A clattering noise. The cats cut off as if someone had thrown a basin on them. Shut up, Pakki! Cerúlia sent to him without even realizing she had done so, and the old hound was so surprised to hear her thoughts in his head that he too ceased his barking. Cerúlia caught the noise of moans and men talking over one another. Someone pounded on the door on the queen’s entrance to the passageway.
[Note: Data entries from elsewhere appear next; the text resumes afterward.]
#[cfg(test)]
mod tests {
    use super::*;
    use crate::heap::PairingHeap;
    use std::sync::atomic::{AtomicUsize, Ordering};
    use std::task::Wake;

    type Queue = DispatchQueue<u64, String, PairingHeap<u64, String>>;

    struct CountingWaker {
        wakes: AtomicUsize,
    }

    impl CountingWaker {
        fn new() -> Arc<Self> {
            Arc::new(Self {
                wakes: AtomicUsize::new(0),
            })
        }

        fn count(&self) -> usize {
            self.wakes.load(Ordering::SeqCst)
        }
    }

    impl Wake for CountingWaker {
        fn wake(self: Arc<Self>) {
            self.wakes.fetch_add(1, Ordering::SeqCst);
        }

        fn wake_by_ref(self: &Arc<Self>) {
            self.wakes.fetch_add(1, Ordering::SeqCst);
        }
    }

    fn poll_once<F: Future + Unpin>(fut: &mut F, waker: &Waker) -> Poll<F::Output> {
        let mut cx = Context::from_waker(waker);
        Pin::new(fut).poll(&mut cx)
    }

    fn queue_with(priorities: &[u64]) -> Queue {
        crate::test_utils::init_test_logging();
        let mut queue = Queue::new(PairingHeap::new());
        for p in priorities {
            queue.insert(*p, format!("item-{p}"), None).expect("insert");
        }
        queue
    }

    #[test]
    fn buffered_entries_resolve_without_waiting() {
        let mut queue = queue_with(&[2, 1]);
        let mut stream = queue.stream();
        queue.poll();
        queue.poll();
        assert_eq!(stream.ready_len(), 2);

        let waker: Waker = CountingWaker::new().into();
        let first = poll_once(&mut stream.next(), &waker);
        let second = poll_once(&mut stream.next(), &waker);

        // Poll order, which is ascending priority.
        assert!(matches!(&first, Poll::Ready(Some(e)) if e.payload() == "item-1"));
        assert!(matches!(&second, Poll::Ready(Some(e)) if e.payload() == "item-2"));
        assert_eq!(stream.ready_len(), 0);
    }

    #[test]
    fn empty_buffer_parks_until_poll() {
        let mut queue = queue_with(&[5]);
        let mut stream = queue.stream();

        let source = CountingWaker::new();
        let waker: Waker = Arc::clone(&source).into();
        let mut next = stream.next();
        assert!(poll_once(&mut next, &waker).is_pending());
        assert_eq!(source.count(), 0);

        queue.poll();
        assert_eq!(source.count(), 1);
        let resolved = poll_once(&mut next, &waker);
        assert!(matches!(&resolved, Poll::Ready(Some(e)) if e.payload() == "item-5"));
    }

    #[test]
    fn each_entry_goes_to_one_consumer() {
        let mut queue = queue_with(&[1, 2]);
        let mut c1 = queue.stream();
        let mut c2 = queue.stream();

        let w1 = CountingWaker::new();
        let w2 = CountingWaker::new();
        let waker1: Waker = Arc::clone(&w1).into();
        let waker2: Waker = Arc::clone(&w2).into();

        let mut n1 = c1.next();
        let mut n2 = c2.next();
        assert!(poll_once(&mut n1, &waker1).is_pending());
        assert!(poll_once(&mut n2, &waker2).is_pending());

        queue.poll();
        queue.poll();

        // One wake each: the producer never double-delivers.
        assert_eq!(w1.count(), 1);
        assert_eq!(w2.count(), 1);

        let r1 = poll_once(&mut n1, &waker1);
        let r2 = poll_once(&mut n2, &waker2);
        let mut payloads = Vec::new();
        for r in [r1, r2] {
            let Poll::Ready(Some(entry)) = r else {
                panic!("consumer did not resolve");
            };
            payloads.push(entry.payload().clone());
        }
        payloads.sort();
        assert_eq!(payloads, vec!["item-1", "item-2"]);
    }

    #[test]
    fn dropped_waiter_hands_wakeup_to_next_consumer() {
        let mut queue = queue_with(&[1]);
        let mut c1 = queue.stream();
        let mut c2 = queue.stream();

        let w1 = CountingWaker::new();
        let w2 = CountingWaker::new();
        let waker1: Waker = Arc::clone(&w1).into();
        let waker2: Waker = Arc::clone(&w2).into();

        {
            let mut n1 = c1.next();
            assert!(poll_once(&mut n1, &waker1).is_pending());
        }
        let mut n2 = c2.next();
        assert!(poll_once(&mut n2, &waker2).is_pending());

        // c1 absorbed the wakeup for this poll, then bailed out.
        queue.poll();
        assert_eq!(w1.count(), 1);
        drop(c1);

        // The handoff reached c2, and the entry is still claimable.
        assert_eq!(w2.count(), 1);
        let resolved = poll_once(&mut n2, &waker2);
        assert!(matches!(&resolved, Poll::Ready(Some(e)) if e.payload() == "item-1"));
    }

    #[test]
    fn queue_drop_closes_the_stream() {
        let mut queue = queue_with(&[3]);
        let mut stream = queue.stream();
        queue.poll();
        drop(queue);

        let waker: Waker = CountingWaker::new().into();
        // Buffered entry still drains, then the stream reports finished.
        let first = poll_once(&mut stream.next(), &waker);
        assert!(matches!(&first, Poll::Ready(Some(e)) if e.payload() == "item-3"));
        let second = poll_once(&mut stream.next(), &waker);
        assert!(matches!(second, Poll::Ready(None)));
    }

    #[test]
    fn parked_consumer_wakes_on_queue_drop() {
        let queue = queue_with(&[]);
        let mut stream = queue.stream();

        let source = CountingWaker::new();
        let waker: Waker = Arc::clone(&source).into();
        let mut next = stream.next();
        assert!(poll_once(&mut next, &waker).is_pending());

        drop(queue);
        assert_eq!(source.count(), 1);
        assert!(matches!(poll_once(&mut next, &waker), Poll::Ready(None)));
    }

    #[test]
    fn other_operations_bypass_the_buffer() {
        let mut queue = queue_with(&[1, 2]);
        let stream = queue.stream();
        let two = "item-2".to_string();
        queue.remove(Ref::Payload(&two)).expect("remove");
        queue.clear();
        assert_eq!(stream.ready_len(), 0);
    }
}
//! Mutation-observing decorator and its listener registry.
//!
//! [`EventedQueue`] wraps an inner queue and, after each operation commits,
//! emits a [`QueueEvent`] describing the result. Listeners register against
//! an [`EventEmitter`] — a cloneable handle to a shared listener table — so
//! external code can subscribe without holding the queue itself.
//!
//! Delivery is synchronous, on the thread that performed the mutation, in
//! registration order: listeners for the event's own kind first, then
//! [`EventKind::All`] listeners. Because the mutation is committed before
//! the emit, a panicking listener cannot corrupt queue state; panics are
//! caught, logged at `warn`, and delivery continues.

use crate::error::Result;
use crate::queue::{Entry, PriorityChange, PriorityQueue};
use crate::registry::{Handle, Ref};
use crate::types::ListenerId;
use core::fmt;
use std::collections::HashMap;
use std::panic::{catch_unwind, AssertUnwindSafe};
use std::sync::{Arc, Mutex};

/// Names of the observable operations, plus the [`EventKind::All`] meta-kind
/// that receives every event.
#[derive(Debug, Clone, Copy, PartialEq, Eq, Hash)]
pub enum EventKind {
    /// An item was inserted.
    Insert,
    /// The minimum item was polled off.
    Poll,
    /// An addressed item was removed.
    Remove,
    /// An item's priority changed.
    Update,
    /// The queue was emptied.
    Clear,
    /// The minimum item was observed.
    Peek,
    /// A reference resolved to a handle.
    Get,
    /// A reference was found present.
    Has,
    /// Meta-kind: receives every event regardless of kind.
    All,
}

impl fmt::Display for EventKind {
    fn fmt(&self, f: &mut fmt::Formatter<'_>) -> fmt::Result {
        let name = match self {
            Self::Insert => "insert",
            Self::Poll => "poll",
            Self::Remove => "remove",
            Self::Update => "update",
            Self::Clear => "clear",
            Self::Peek => "peek",
            Self::Get => "get",
            Self::Has => "has",
            Self::All => "all",
        };
        f.write_str(name)
    }
}

/// An emitted event, carrying the result of the operation it reports.
#[derive(Debug)]
pub enum QueueEvent<P, T> {
    /// `insert` committed; carries the new item's handle.
    Insert(Handle<T>),
    /// `poll` returned an item.
    Poll(Entry<P, T>),
    /// `remove` returned an item.
    Remove(Entry<P, T>),
    /// `set_priority` re-keyed an item.
    Update {
        /// Priority before the update.
        before: P,
        /// Priority after the update.
        after: P,
        /// Handle addressing the item after the update.
        handle: Handle<T>,
    },
    /// `clear` ran; carries how many items were dropped.
    Clear(usize),
    /// `peek` observed the minimum item.
    Peek(Handle<T>),
    /// `get` resolved a reference.
    Get(Handle<T>),
    /// `has` reported true.
    Has,
}

impl<P, T> QueueEvent<P, T> {
    /// The kind this event is delivered under.
    #[must_use]
    pub const fn kind(&self) -> EventKind {
        match self {
            Self::Insert(_) => EventKind::Insert,
            Self::Poll(_) => EventKind::Poll,
            Self::Remove(_) => EventKind::Remove,
            Self::Update { .. } => EventKind::Update,
            Self::Clear(_) => EventKind::Clear,
            Self::Peek(_) => EventKind::Peek,
            Self::Get(_) => EventKind::Get,
            Self::Has => EventKind::Has,
        }
    }
}

type Listener<P, T> = Box<dyn FnMut(&QueueEvent<P, T>) + Send>;

struct ListenerEntry<P, T> {
    id: ListenerId,
    once: bool,
    callback: Listener<P, T>,
}

struct EmitterInner<P, T> {
    listeners: HashMap<EventKind, Vec<ListenerEntry<P, T>>>,
    next_id: u64,
}

/// Cloneable handle to a shared listener table.
///
/// All clones observe the same listeners; the queue holds one clone and
/// emits through it, subscribers hold others and register through them.
pub struct EventEmitter<P, T> {
    shared: Arc<Mutex<EmitterInner<P, T>>>,
}

impl<P, T> EventEmitter<P, T> {
    /// Creates an emitter with no listeners.
    #[must_use]
    pub fn new() -> Self {
        Self {
            shared: Arc::new(Mutex::new(EmitterInner {
                listeners: HashMap::new(),
                next_id: 0,
            })),
        }
    }

    /// Registers a listener for `kind`. Returns the id to pass to
    /// [`EventEmitter::off`].
    pub fn on<F>(&self, kind: EventKind, callback: F) -> ListenerId
    where
        F: FnMut(&QueueEvent<P, T>) + Send + 'static,
    {
        self.register(kind, Box::new(callback), false)
    }

    /// Registers a listener that is dropped after its first delivery.
    pub fn once<F>(&self, kind: EventKind, callback: F) -> ListenerId
    where
        F: FnMut(&QueueEvent<P, T>) + Send + 'static,
    {
        self.register(kind, Box::new(callback), true)
    }

    /// Removes a listener. Returns false when the id is not registered
    /// under `kind`. Calling this from inside a delivery of the same kind
    /// is a no-op for that kind's in-flight batch; use [`EventEmitter::once`]
    /// for listeners that retire themselves.
    pub fn off(&self, kind: EventKind, id: ListenerId) -> bool {
        let mut inner = self.lock();
        match inner.listeners.get_mut(&kind) {
            Some(entries) => {
                let before = entries.len();
                entries.retain(|entry| entry.id != id);
                entries.len() != before
            }
            None => false,
        }
    }

    /// Number of listeners registered under `kind`.
    #[must_use]
    pub fn listener_count(&self, kind: EventKind) -> usize {
        self.lock().listeners.get(&kind).map_or(0, Vec::len)
    }

    /// Delivers `event` to its kind's listeners, then to `All` listeners.
    pub fn emit(&self, event: &QueueEvent<P, T>) {
        self.deliver(event.kind(), event);
        self.deliver(EventKind::All, event);
    }

    fn register(&self, kind: EventKind, callback: Listener<P, T>, once: bool) -> ListenerId {
        let mut inner = self.lock();
        let id = ListenerId::from_raw(inner.next_id);
        inner.next_id += 1;
        inner.listeners.entry(kind).or_default().push(ListenerEntry {
            id,
            once,
            callback,
        });
        id
    }

    fn deliver(&self, slot: EventKind, event: &QueueEvent<P, T>) {
        // Take the batch out of the table so listeners can register or
        // remove without deadlocking against this delivery.
        let mut batch = {
            let mut inner = self.lock();
            match inner.listeners.remove(&slot) {
                Some(entries) if !entries.is_empty() => entries,
                _ => return,
            }
        };

        for entry in &mut batch {
            let outcome = catch_unwind(AssertUnwindSafe(|| (entry.callback)(event)));
            if outcome.is_err() {
                tracing::warn!(kind = %slot, listener = %entry.id, "listener panicked; continuing delivery");
            }
        }
        batch.retain(|entry| !entry.once);

        // Merge back, keeping listeners added mid-delivery after the batch.
        let mut inner = self.lock();
        let newcomers = inner.listeners.remove(&slot).unwrap_or_default();
        batch.extend(newcomers);
        if !batch.is_empty() {
            inner.listeners.insert(slot, batch);
        }
    }

    fn lock(&self) -> std::sync::MutexGuard<'_, EmitterInner<P, T>> {
        self.shared.lock().expect("listener table poisoned")
    }
}

impl<P, T> Clone for EventEmitter<P, T> {
    fn clone(&self) -> Self {
        Self {
            shared: Arc::clone(&self.shared),
        }
    }
}

impl<P, T> Default for EventEmitter<P, T> {
    fn default() -> Self {
        Self::new()
    }
}

impl<P, T> fmt::Debug for EventEmitter<P, T> {
    fn fmt(&self, f: &mut fmt::Formatter<'_>) -> fmt::Result {
        let inner = self.lock();
        let total: usize = inner.listeners.values().map(Vec::len).sum();
        f.debug_struct("EventEmitter")
            .field("listeners", &total)
            .finish_non_exhaustive()
    }
}

/// Decorator that emits a [`QueueEvent`] after each successful operation.
pub struct EventedQueue<P, T, Q> {
    inner: Q,
    emitter: EventEmitter<P, T>,
}

impl<P, T, Q> EventedQueue<P, T, Q> {
    /// Wraps `inner` with a fresh emitter.
    #[must_use]
    pub fn new(inner: Q) -> Self {
        Self::with_emitter(inner, EventEmitter::new())
    }

    /// Wraps `inner`, emitting through the supplied emitter.
    #[must_use]
    pub const fn with_emitter(inner: Q, emitter: EventEmitter<P, T>) -> Self {
        Self { inner, emitter }
    }

    /// A handle to the emitter, for registering listeners.
    #[must_use]
    pub fn emitter(&self) -> EventEmitter<P, T> {
        self.emitter.clone()
    }

    /// The wrapped queue.
    #[must_use]
    pub fn inner(&self) -> &Q {
        &self.inner
    }
}

impl<P, T, Q> PriorityQueue<P, T> for EventedQueue<P, T, Q>
where
    Q: PriorityQueue<P, T>,
    P: Clone,
{
    fn insert(&mut self, priority: P, payload: T, id: Option<&str>) -> Result<Handle<T>> {
        let handle = self.inner.insert(priority, payload, id)?;
        self.emitter.emit(&QueueEvent::Insert(handle.clone()));
        Ok(handle)
    }

    fn peek(&self) -> Option<Handle<T>> {
        let found = self.inner.peek();
        if let Some(handle) = &found {
            self.emitter.emit(&QueueEvent::Peek(handle.clone()));
        }
        found
    }

    fn next_priority(&self) -> Option<P> {
        self.inner.next_priority()
    }

    fn poll(&mut self) -> Option<Entry<P, T>> {
        let polled = self.inner.poll();
        if let Some(entry) = &polled {
            self.emitter.emit(&QueueEvent::Poll(entry.clone()));
        }
        polled
    }

    fn remove(&mut self, target: Ref<'_, T>) -> Result<Option<Entry<P, T>>> {
        let removed = self.inner.remove(target)?;
        if let Some(entry) = &removed {
            self.emitter.emit(&QueueEvent::Remove(entry.clone()));
        }
        Ok(removed)
    }

    fn set_priority(&mut self, target: Ref<'_, T>, priority: P) -> Result<PriorityChange<P, T>> {
        let change = self.inner.set_priority(target, priority)?;
        if let PriorityChange::Updated { before, after, handle } = &change {
            self.emitter.emit(&QueueEvent::Update {
                before: before.clone(),
                after: after.clone(),
                handle: handle.clone(),
            });
        }
        Ok(change)
    }

    fn get(&self, target: Ref<'_, T>) -> Result<Option<Handle<T>>> {
        let found = self.inner.get(target)?;
        if let Some(handle) = &found {
            self.emitter.emit(&QueueEvent::Get(handle.clone()));
        }
        Ok(found)
    }

    fn has(&self, target: Ref<'_, T>) -> bool {
        let present = self.inner.has(target);
        if present {
            self.emitter.emit(&QueueEvent::Has);
        }
        present
    }

    fn clear(&mut self) -> usize {
        let dropped = self.inner.clear();
        self.emitter.emit(&QueueEvent::Clear(dropped));
        dropped
    }

    fn len(&self) -> usize {
        self.inner.len()
    }
}

impl<P, T, Q: fmt::Debug> fmt::Debug for EventedQueue<P, T, Q> {
    fn fmt(&self, f: &mut fmt::Formatter<'_>) -> fmt::Result {
        f.debug_struct("EventedQueue")
            .field("inner", &self.inner)
            .field("emitter", &"..")
            .finish()
    }
}
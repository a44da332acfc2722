//! Core types shared across layers.
//!
//! - [`Time`]: instant type used for scheduler-layer priorities
//! - [`NodeId`]: generation-checked identity of a heap node
//! - [`ListenerId`]: identity of a registered event listener

pub mod id;

pub use id::{ListenerId, NodeId, Time};
//! The queue interface every layer implements.
//!
//! The crate composes layered wrappers — heap, events, dispatch, scheduler —
//! and each one exposes the same operations by implementing
//! [`PriorityQueue`]. A wrapper stores its inner queue and intercepts only
//! the operations it cares about, delegating the rest.

use crate::error::Result;
use crate::registry::{Handle, Ref};

/// A polled or removed item: the handle plus the priority it held.
pub struct Entry<P, T> {
    /// Priority the item held when it left the queue.
    pub priority: P,
    /// The item's registry handle.
    pub handle: Handle<T>,
}

impl<P, T> Entry<P, T> {
    /// The stored payload.
    #[must_use]
    pub fn payload(&self) -> &T {
        self.handle.payload()
    }

    /// The user-supplied id, when one was given.
    #[must_use]
    pub fn id(&self) -> Option<&str> {
        self.handle.id()
    }
}

impl<P: Clone, T> Clone for Entry<P, T> {
    fn clone(&self) -> Self {
        Self {
            priority: self.priority.clone(),
            handle: self.handle.clone(),
        }
    }
}

impl<P: core::fmt::Debug, T: core::fmt::Debug> core::fmt::Debug for Entry<P, T> {
    fn fmt(&self, f: &mut core::fmt::Formatter<'_>) -> core::fmt::Result {
        f.debug_struct("Entry")
            .field("priority", &self.priority)
            .field("handle", &self.handle)
            .finish()
    }
}

/// Outcome of a priority update.
#[derive(Debug)]
pub enum PriorityChange<P, T> {
    /// The new priority equals the old one; nothing moved.
    Unchanged,
    /// The priority changed. On an increase the item was reinserted and
    /// `handle` is the freshly issued handle (the old one is stale); on a
    /// decrease `handle` is the original.
    Updated {
        /// Priority before the update.
        before: P,
        /// Priority after the update.
        after: P,
        /// Handle addressing the item after the update.
        handle: Handle<T>,
    },
}

impl<P, T> PriorityChange<P, T> {
    /// Returns true when the update was a no-op.
    #[must_use]
    pub const fn is_unchanged(&self) -> bool {
        matches!(self, Self::Unchanged)
    }
}

/// Core queue operations shared by every layer.
///
/// `P` is the priority key (any total order; the scheduler layer fixes it to
/// [`Time`](crate::types::Time)), `T` the payload.
pub trait PriorityQueue<P, T> {
    /// Adds a payload under the given priority, optionally with a unique
    /// user id, and returns its handle.
    fn insert(&mut self, priority: P, payload: T, id: Option<&str>) -> Result<Handle<T>>;

    /// The handle of the minimum-priority item, or `None` when empty.
    fn peek(&self) -> Option<Handle<T>>;

    /// The minimum priority currently stored, or `None` when empty.
    fn next_priority(&self) -> Option<P>;

    /// Removes and returns the minimum-priority item.
    fn poll(&mut self) -> Option<Entry<P, T>>;

    /// Removes the referenced item wherever it sits. A miss returns
    /// `Ok(None)`; a stale handle is an error.
    fn remove(&mut self, target: Ref<'_, T>) -> Result<Option<Entry<P, T>>>;

    /// Re-keys the referenced item. Fails with
    /// [`ErrorKind::NotFound`](crate::ErrorKind::NotFound) when the
    /// reference does not resolve.
    fn set_priority(&mut self, target: Ref<'_, T>, priority: P) -> Result<PriorityChange<P, T>>;

    /// Resolves a reference to its canonical handle.
    fn get(&self, target: Ref<'_, T>) -> Result<Option<Handle<T>>>;

    /// Returns whether the reference resolves; never fails.
    fn has(&self, target: Ref<'_, T>) -> bool;

    /// Empties the queue, returning how many items were dropped.
    fn clear(&mut self) -> usize;

    /// Number of stored items.
    fn len(&self) -> usize;

    /// Returns true when nothing is stored.
    fn is_empty(&self) -> bool {
        self.len() == 0
    }
}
“Your Majesty, are you unharmed?” came Sergeant Bristle’s voice.
Mamma unbolted the door that opened into her own bedchamber. “Yes. Tell me.”
Bristle looked wild; he’d lost both helmet and cloak, and dark sweat stains spread under his arms. Nana went to the wardrobe to pull out a night cloak to cover her queen’s nightshift. Cerúlia grabbed a fringy coverlet off a chair and wrapped it around herself.
“A band of intruders penetrated the palace grounds,” reported Bristle. “They went from the terrace to the roof and were making their way to the Royal Wing. Eight have been killed. Hard to survive when a catamount has broken your neck or a dog ripped out your throat. Two broke into the princella’s rooms. They were fought off by Seena and all the animals.”
“Who are these intruders?” asked her mother.
“We don’t recognize ’em.”
“But are they Weir citizens?” she pressed.
“As far as we can tell. Course, we’ll be asking these questions of the captives.”
“I would see them. Nana, keep her here.” Wrapping her cloak around her, Mamma left the suite through the public hall. Nana reached out for Cerúlia’s shoulders, but Cerúlia was too quick—she slid out right behind her mother.
Cerúlia’s eyes opened round when she saw her own rooms. Five shields and Captain Clemçon were crammed inside, and all her furniture had been tossed about. In the light of flickering torches she saw red splattered everywhere and pooling on the floor. The cats perched here and there, briskly and innocently licking paws and coats. Aki’s eyes were locked on two men on the floor, his lips pulled back in a snarl, his fur puffed out like a porcupine. The men on the floor wore dark colors; their clothes were torn; their faces twisted.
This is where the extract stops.